Un taux cible d’inflation inférieur à 2 % procurerait-il des avantages nets?

L’idée d’une cible plus basse est intuitivement séduisante, puisque même avec un taux d’inflation de 2 %, le niveau des prix double tous les 35 ans. Une cible inférieure pourrait réduire encore plus les distorsions découlant de l’indexation incomplète des contrats établis en termes nominaux et du régime fiscal ainsi que les obstacles à la détention de la monnaie. Les recherches effectuées par la Banque en vue du renouvellement de la cible en 2011 ont apporté davantage d’arguments en faveur de l’abaissement de la cible d’inflation. Toutefois, nos recherches et les enseignements de la crise ont également fait ressortir les risques considérables liés à la borne du zéro. Si les instruments non traditionnels de politique monétaire, comme les achats d’actifs et les indications prospectives, ont semblé stimuler l’économie, leurs avantages et leurs coûts ne seront entièrement connus qu’avec le temps.

Nos recherches ont indiqué que les épisodes où les taux d’intérêt avoisinent la borne du zéro devraient être assez rares lorsque la cible d’inflation est de 2 %, mais que cette probabilité était beaucoup plus grande lorsque la cible est inférieure à 2 %. La Banque en est donc arrivée à la conclusion que les avantages d’une réduction de la cible d’inflation n’étaient pas suffisants pour justifier une exposition au risque accru d’être soumis à la contrainte de la borne du zéro.

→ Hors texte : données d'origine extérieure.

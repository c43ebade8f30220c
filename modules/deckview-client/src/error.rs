use thiserror::Error;

pub type Result<T> = std::result::Result<T, DeckViewError>;

#[derive(Debug, Error)]
pub enum DeckViewError {
    #[error("Network error: {0}")]
    Network(String),

    #[error("API error (status {status}): {message}")]
    Api { status: u16, message: String },

    #[error("Session error: {0}")]
    Session(String),
}

impl From<reqwest::Error> for DeckViewError {
    fn from(err: reqwest::Error) -> Self {
        DeckViewError::Network(err.to_string())
    }
}
use std::collections::HashSet;
use std::sync::atomic::{AtomicBool, Ordering};
use std::sync::Arc;

use anyhow::{Context, Result};
use chrono::{DateTime, Utc};
use tracing::{debug, error, info, warn};

use pulsefeed_common::config::Config;
use pulsefeed_common::types::{ScrollDirection, VisibleItem};
use pulsefeed_store::{ItemStore, RecentUpdates, StoreError};

use crate::discovery::{run_discovery_pass, DiscoveryState};
use crate::scheduler::{UpdateDecision, UpdateScheduler};
use crate::source::ContentSource;
use crate::stats::{CycleStats, SummaryCoalescer};

/// Sweeps in a row allowed to produce neither an update nor newly
/// revealed content before the cycle gives up on its remaining due set.
const MAX_FRUITLESS_SWEEPS: u32 = 3;

/// Drives the rolling discovery and resample loop against a feed.
///
/// Each cycle snapshots the due set, returns to the top of the feed,
/// registers whatever is visible there, then sweeps downward updating
/// due items until the due set is drained, the cycle budget runs out,
/// or the feed stops yielding anything useful.
pub struct CrawlController {
    source: Arc<dyn ContentSource>,
    store: ItemStore,
    recent: RecentUpdates,
    scheduler: UpdateScheduler,
    discovery: DiscoveryState,
    coalescer: SummaryCoalescer,
    run_id: String,
    max_cycle_seconds: u64,
    tracking_window_hours: u32,
    due_batch_limit: u32,
    scroll_step_px: u32,
    shutdown: Arc<AtomicBool>,
}

impl CrawlController {
    pub fn new(
        source: Arc<dyn ContentSource>,
        store: ItemStore,
        recent: RecentUpdates,
        config: &Config,
        run_id: String,
        shutdown: Arc<AtomicBool>,
    ) -> Self {
        Self {
            source,
            store,
            recent,
            scheduler: UpdateScheduler::new(config.min_update_spacing_seconds),
            discovery: DiscoveryState::new(),
            coalescer: SummaryCoalescer::new(),
            run_id,
            max_cycle_seconds: config.max_cycle_seconds,
            tracking_window_hours: config.tracking_window_hours,
            due_batch_limit: config.due_batch_limit,
            scroll_step_px: config.scroll_step_px,
            shutdown,
        }
    }

    /// Run live tracking cycles until shutdown (or once, for `--once`).
    pub async fn run_live(&mut self, run_once: bool) -> Result<()> {
        info!(
            run_id = %self.run_id,
            source = self.source.name(),
            "Live tracking starting"
        );

        let result = self.run_live_inner(run_once).await;

        // Always persist the spacing cache, even when a cycle failed.
        if let Err(e) = self.recent.persist() {
            error!("Failed to persist recent-update cache: {e}");
        }

        result
    }

    async fn run_live_inner(&mut self, run_once: bool) -> Result<()> {
        loop {
            let stats = self.run_cycle().await?;

            if let Err(e) = self.recent.persist() {
                warn!(error = %e, "Failed to persist recent-update cache");
            }

            if let Some(emitted) = self.coalescer.observe(stats) {
                if emitted.suppressed_before > 0 {
                    info!(
                        count = emitted.suppressed_before,
                        "Identical cycle summaries suppressed"
                    );
                }
                info!(run_id = %self.run_id, "Cycle finished: {}", emitted.stats);
            }

            if run_once {
                return Ok(());
            }
            if self.shutdown.load(Ordering::Relaxed) {
                info!("Shutdown requested, stopping live tracking");
                return Ok(());
            }
        }
    }

    /// One full cycle: due snapshot, discovery at the top of the feed,
    /// then reveal-and-update sweeps.
    pub async fn run_cycle(&mut self) -> Result<CycleStats> {
        let cycle_start = Utc::now();
        let mut stats = CycleStats::default();

        // Snapshot the due set up front. Items discovered during this
        // cycle become resample targets from the next cycle on.
        let due_items = self
            .store
            .items_due_for_update(
                self.tracking_window_hours,
                Some(self.due_batch_limit),
                cycle_start,
            )
            .await
            .context("Failed to query items due for update")?;
        let due_ids: HashSet<String> = due_items.into_iter().map(|item| item.id).collect();
        let mut pending = due_ids.clone();

        debug!(due = due_ids.len(), "Cycle starting");

        // New items render at the top of the feed, so discovery scans there.
        if let Err(e) = self.source.reveal_to_top().await {
            warn!(error = %e, "Could not return to top of feed");
        }
        let visible = self.visible_or_empty().await;
        match run_discovery_pass(&mut self.discovery, &visible, &self.store, Utc::now()).await {
            Ok(inserted) => stats.new_items = inserted,
            Err(e) => warn!(error = %e, "Discovery pass failed, continuing cycle"),
        }

        let mut fruitless_sweeps = 0u32;

        loop {
            if self.shutdown.load(Ordering::Relaxed) {
                info!("Shutdown requested, ending cycle early");
                break;
            }

            stats.scroll_scans += 1;
            let visible = self.visible_or_empty().await;
            let mut swept_updates = 0u32;
            let mut earliest_posted: Option<DateTime<Utc>> = None;
            let mut latest_posted: Option<DateTime<Utc>> = None;

            for item in &visible {
                let Some(id) = item.id.as_deref() else {
                    continue;
                };
                if let Some(posted_at) = item.posted_at {
                    earliest_posted = Some(earliest_posted.map_or(posted_at, |t| t.min(posted_at)));
                    latest_posted = Some(latest_posted.map_or(posted_at, |t| t.max(posted_at)));
                }
                if !pending.contains(id) {
                    continue;
                }
                let Some(counts) = item.counts else {
                    // Engagement row did not render. Leave the item pending
                    // with its skip counter untouched; a later sweep retries.
                    warn!(item_id = %id, "Engagement counts missing, will retry");
                    continue;
                };

                let now = Utc::now();
                let decision =
                    self.scheduler
                        .decide(id, &due_ids, self.recent.last_update(id), now);
                match decision {
                    UpdateDecision::Ignored => {}
                    UpdateDecision::Skip => stats.skipped += 1,
                    UpdateDecision::Update | UpdateDecision::Force => {
                        match self.store.record_sample(id, &counts, now).await {
                            Ok(recorded) => {
                                self.recent.mark_updated(id, now);
                                pending.remove(id);
                                swept_updates += 1;
                                if decision == UpdateDecision::Force {
                                    stats.forced += 1;
                                    info!(item_id = %id, "Spacing overridden after repeated skips");
                                } else {
                                    stats.updated += 1;
                                }
                                debug!(
                                    item_id = %id,
                                    update_count = recorded.update_count,
                                    phase = ?recorded.phase,
                                    next_due = %recorded.next_update_due,
                                    "Recorded engagement sample"
                                );
                            }
                            Err(StoreError::NotFound(_)) => {
                                warn!(item_id = %id, "Due item vanished from the store");
                                pending.remove(id);
                            }
                            Err(e) => {
                                warn!(item_id = %id, error = %e, "Failed to record sample")
                            }
                        }
                    }
                }
            }

            if pending.is_empty() {
                debug!(scans = stats.scroll_scans, "All due items handled");
                break;
            }

            let elapsed = (Utc::now() - cycle_start).num_seconds();
            if elapsed >= self.max_cycle_seconds as i64 {
                info!(
                    elapsed,
                    still_pending = pending.len(),
                    "Cycle budget reached, restarting top scan"
                );
                break;
            }

            debug!(
                missing = pending.len(),
                earliest_visible = ?earliest_posted,
                latest_visible = ?latest_posted,
                "Due items still missing, revealing more"
            );
            let revealed = match self
                .source
                .reveal(ScrollDirection::Down, self.scroll_step_px)
                .await
            {
                Ok(new_content) => new_content,
                Err(e) => {
                    warn!(error = %e, "Reveal failed");
                    false
                }
            };

            if swept_updates == 0 && !revealed {
                fruitless_sweeps += 1;
                if fruitless_sweeps >= MAX_FRUITLESS_SWEEPS {
                    info!(
                        still_pending = pending.len(),
                        "No progress after repeated sweeps, ending cycle"
                    );
                    break;
                }
            } else {
                fruitless_sweeps = 0;
            }
        }

        stats.still_pending = pending.len() as u32;
        Ok(stats)
    }

    async fn visible_or_empty(&self) -> Vec<VisibleItem> {
        match self.source.visible_items().await {
            Ok(items) => items,
            Err(e) => {
                warn!(error = %e, "Could not enumerate visible items");
                Vec::new()
            }
        }
    }
}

Devrait-on passer à une cible de niveau des prix?

La deuxième question sur laquelle la Banque s’est penchée était de savoir si la poursuite d’une cible de niveau des prix serait avantageuse. La particularité du ciblage du niveau des prix est que, contrairement au ciblage de l’inflation, le passé n’appartient pas au passé. Les écarts passés du taux d’inflation par rapport à la cible doivent être corrigés. Ainsi, après une période d’inflation inférieure à la cible, la politique serait établie pour que l’inflation soit supérieure à la cible pendant une certaine période afin que le taux de variation visé pour le niveau des prix soit atteint au fil du temps. En plus de fournir une assurance accrue au sujet du niveau des prix à long terme, le régime de ciblage du niveau des prix, grâce à son mécanisme inhérent d’autocorrection des attentes d’inflation, pourrait réduire la volatilité de la production et de l’inflation, ce qui serait sans doute particulièrement utile lorsque les taux se heurtent à la borne du zéro.

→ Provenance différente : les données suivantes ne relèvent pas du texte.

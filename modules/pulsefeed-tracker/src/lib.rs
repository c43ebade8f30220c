pub mod backfill;
pub mod controller;
pub mod discovery;
pub mod scheduler;
pub mod source;
pub mod stats;
#[cfg(any(test, feature = "test-support"))]
pub mod testing;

Cependant, pour que le ciblage du niveau des prix fonctionne, les gens doivent faire preuve d’un comportement prospectif, et la politique doit être bien comprise et crédible. En définitive, la Banque a conclu qu’en temps normal, les avantages attendus de la poursuite d’une cible de niveau des prix étaient trop faibles pour justifier les risques associés à l’abandon de l’objectif de politique monétaire actuel, qui est bien compris.

Comment aborder les considérations touchant la stabilité financière?

La crise a fait ressortir clairement que la stabilité des prix et la stabilité financière sont intimement liées et que si l’on poursuit la première sans égard à la seconde, on risque fort de ne réaliser ni l’une ni l’autre. De fait, un taux d’inflation bas, stable et prévisible ainsi qu’une faible variabilité de l’activité peuvent engendrer un excès de confiance chez les participants aux marchés financiers, qui sont alors portés à prendre des risques en fonction du nouvel équilibre perçu. La question cruciale qui se pose pour les décideurs est de déterminer si la politique monétaire devrait servir à contrer l’accumulation de déséquilibres financiers.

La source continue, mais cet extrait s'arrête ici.